**Input data:**
■ ■ ■ ■

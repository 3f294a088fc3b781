//! Document Picker Abstractions
//!
//! The host owns the document picker UI. The core hands it a
//! [`CreateDocumentIntent`] together with a [`PickCompleter`] and then waits;
//! the host fires the completer whenever the user confirms or dismisses the
//! picker, possibly much later and from an arbitrary thread.
//!
//! - **Android**: `ACTION_CREATE_DOCUMENT` activity result
//! - **iOS**: `UIDocumentPickerViewController` in export mode
//! - **Desktop**: native save dialog, or a directory-backed picker
//!
//! # Example
//!
//! ```ignore
//! use bridge_traits::picker::{CreateDocumentIntent, DocumentPicker, PickCompleter, PickerResult};
//!
//! struct ActivityPicker { /* JNI handles */ }
//!
//! #[async_trait::async_trait]
//! impl DocumentPicker for ActivityPicker {
//!     async fn launch(&self, intent: CreateDocumentIntent, completer: PickCompleter) -> Result<()> {
//!         // start the activity, stash `completer` until onActivityResult fires
//!         Ok(())
//!     }
//! }
//!
//! // later, from the activity-result callback:
//! completer.complete(PickerResult::selected("content://downloads/document/42"));
//! ```

use std::fmt;
use std::sync::Weak;

use async_trait::async_trait;
use serde::{Deserialize, Serialize};
use uuid::Uuid;

use crate::error::Result;

/// Picker action requested by the core.
#[derive(Debug, Clone, Copy, PartialEq, Eq, Serialize, Deserialize)]
pub enum DocumentAction {
    /// Let the user name and place a new writable document.
    CreateDocument,
}

/// Category constraint attached to the intent.
#[derive(Debug, Clone, Copy, PartialEq, Eq, Serialize, Deserialize)]
pub enum DocumentCategory {
    /// Only documents that can be opened as a byte stream.
    Openable,
}

/// Request dispatched to the host picker.
#[derive(Debug, Clone, PartialEq, Eq, Serialize, Deserialize)]
pub struct CreateDocumentIntent {
    pub action: DocumentAction,
    pub categories: Vec<DocumentCategory>,
    pub mime_type: String,
    /// Suggested file name shown in the picker
    pub title: String,
}

impl CreateDocumentIntent {
    /// Intent for an openable, writable document of the given type.
    pub fn new(title: impl Into<String>, mime_type: impl Into<String>) -> Self {
        Self {
            action: DocumentAction::CreateDocument,
            categories: vec![DocumentCategory::Openable],
            mime_type: mime_type.into(),
            title: title.into(),
        }
    }
}

/// Result code reported by the host alongside the picker data.
#[derive(Debug, Clone, Copy, PartialEq, Eq, Serialize, Deserialize)]
pub enum PickResultCode {
    Ok,
    Canceled,
}

/// Result envelope returned by the host picker.
#[derive(Debug, Clone, PartialEq, Eq, Serialize, Deserialize)]
pub struct PickerResult {
    pub code: PickResultCode,
    /// Locator of the created document, if any
    pub data: Option<String>,
}

impl PickerResult {
    /// The user confirmed the picker and the host created `locator`.
    pub fn selected(locator: impl Into<String>) -> Self {
        Self {
            code: PickResultCode::Ok,
            data: Some(locator.into()),
        }
    }

    /// The picker was dismissed without a selection.
    pub fn canceled() -> Self {
        Self {
            code: PickResultCode::Canceled,
            data: None,
        }
    }

    /// Returns the selected locator when the envelope carries one.
    ///
    /// Only the data field is consulted. Some hosts report a non-OK code
    /// together with a usable document, and an OK code with no data is still
    /// a cancellation.
    pub fn locator(&self) -> Option<&str> {
        self.data.as_deref().filter(|uri| !uri.is_empty())
    }
}

/// Identifier of one outstanding picker interaction.
#[derive(Debug, Clone, PartialEq, Eq, Hash, Serialize, Deserialize)]
pub struct PickId(pub String);

impl PickId {
    pub fn new() -> Self {
        Self(Uuid::new_v4().to_string())
    }
}

impl Default for PickId {
    fn default() -> Self {
        Self::new()
    }
}

impl fmt::Display for PickId {
    fn fmt(&self, f: &mut fmt::Formatter<'_>) -> fmt::Result {
        f.write_str(&self.0)
    }
}

/// Receiving side of picker results, implemented by the core.
pub trait PickSink: Send + Sync {
    /// Route `result` to whoever is waiting on `id`.
    ///
    /// Returns `false` when nobody is waiting any more.
    fn deliver(&self, id: &PickId, result: PickerResult) -> bool;
}

/// Single-shot handle the host uses to report the picker outcome.
///
/// The completer only holds a weak reference to the waiting session, so
/// firing it after the session was torn down is a no-op.
pub struct PickCompleter {
    id: PickId,
    sink: Weak<dyn PickSink>,
}

impl PickCompleter {
    pub fn new(id: PickId, sink: Weak<dyn PickSink>) -> Self {
        Self { id, sink }
    }

    pub fn id(&self) -> &PickId {
        &self.id
    }

    /// Report the picker outcome. Consumes the completer.
    ///
    /// Returns `true` if a waiting caller received the result.
    pub fn complete(self, result: PickerResult) -> bool {
        match self.sink.upgrade() {
            Some(sink) => sink.deliver(&self.id, result),
            None => false,
        }
    }

    /// Shorthand for `complete(PickerResult::canceled())`.
    pub fn cancel(self) -> bool {
        self.complete(PickerResult::canceled())
    }
}

impl fmt::Debug for PickCompleter {
    fn fmt(&self, f: &mut fmt::Formatter<'_>) -> fmt::Result {
        f.debug_struct("PickCompleter")
            .field("id", &self.id)
            .field("attached", &(self.sink.strong_count() > 0))
            .finish()
    }
}

/// Host document picker trait
///
/// `launch` must return as soon as the picker has been dispatched. It must not
/// wait for the user; the outcome travels back through the completer.
#[async_trait]
pub trait DocumentPicker: Send + Sync {
    /// Dispatch `intent` to the host picker.
    ///
    /// An `Err` means the picker could not be shown at all; the completer is
    /// dropped in that case and never fires.
    async fn launch(&self, intent: CreateDocumentIntent, completer: PickCompleter) -> Result<()>;
}

#[cfg(test)]
mod tests {
    use super::*;
    use std::collections::HashMap;
    use std::sync::{Arc, Mutex};

    #[derive(Default)]
    struct RecordingSink {
        received: Mutex<HashMap<PickId, PickerResult>>,
    }

    impl PickSink for RecordingSink {
        fn deliver(&self, id: &PickId, result: PickerResult) -> bool {
            self.received.lock().unwrap().insert(id.clone(), result);
            true
        }
    }

    fn completer_for(sink: &Arc<RecordingSink>) -> PickCompleter {
        let sink: Arc<dyn PickSink> = sink.clone();
        PickCompleter::new(PickId::new(), Arc::downgrade(&sink))
    }

    #[test]
    fn test_intent_is_openable_create_document() {
        let intent = CreateDocumentIntent::new("report.csv", "text/csv");
        assert_eq!(intent.action, DocumentAction::CreateDocument);
        assert_eq!(intent.categories, vec![DocumentCategory::Openable]);
        assert_eq!(intent.title, "report.csv");
        assert_eq!(intent.mime_type, "text/csv");
    }

    #[test]
    fn test_locator_ignores_empty_data() {
        assert_eq!(PickerResult::canceled().locator(), None);
        assert_eq!(PickerResult::selected("").locator(), None);
        assert_eq!(
            PickerResult::selected("content://a/b").locator(),
            Some("content://a/b")
        );
    }

    #[test]
    fn test_completer_delivers_to_live_sink() {
        let sink = Arc::new(RecordingSink::default());
        let completer = completer_for(&sink);
        let id = completer.id().clone();

        assert!(completer.complete(PickerResult::selected("file:///tmp/x")));
        let received = sink.received.lock().unwrap();
        assert_eq!(received.get(&id), Some(&PickerResult::selected("file:///tmp/x")));
    }

    #[test]
    fn test_completer_after_sink_dropped_is_noop() {
        let sink = Arc::new(RecordingSink::default());
        let completer = completer_for(&sink);
        drop(sink);

        assert!(!completer.cancel());
    }

    #[test]
    fn test_pick_ids_are_unique() {
        assert_ne!(PickId::new(), PickId::new());
    }
}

■ ■ ■ ■

Please reproduce exactly the lines from the first one of the records above through the line containing "or dismisses the", both included, and nothing else.

**Task solution:**
repository 3f294a088fc3b781
//! Document Picker Abstractions
//!
//! The host owns the document picker UI. The core hands it a
//! [`CreateDocumentIntent`] together with a [`PickCompleter`] and then waits;
//! the host fires the completer whenever the user confirms or dismisses the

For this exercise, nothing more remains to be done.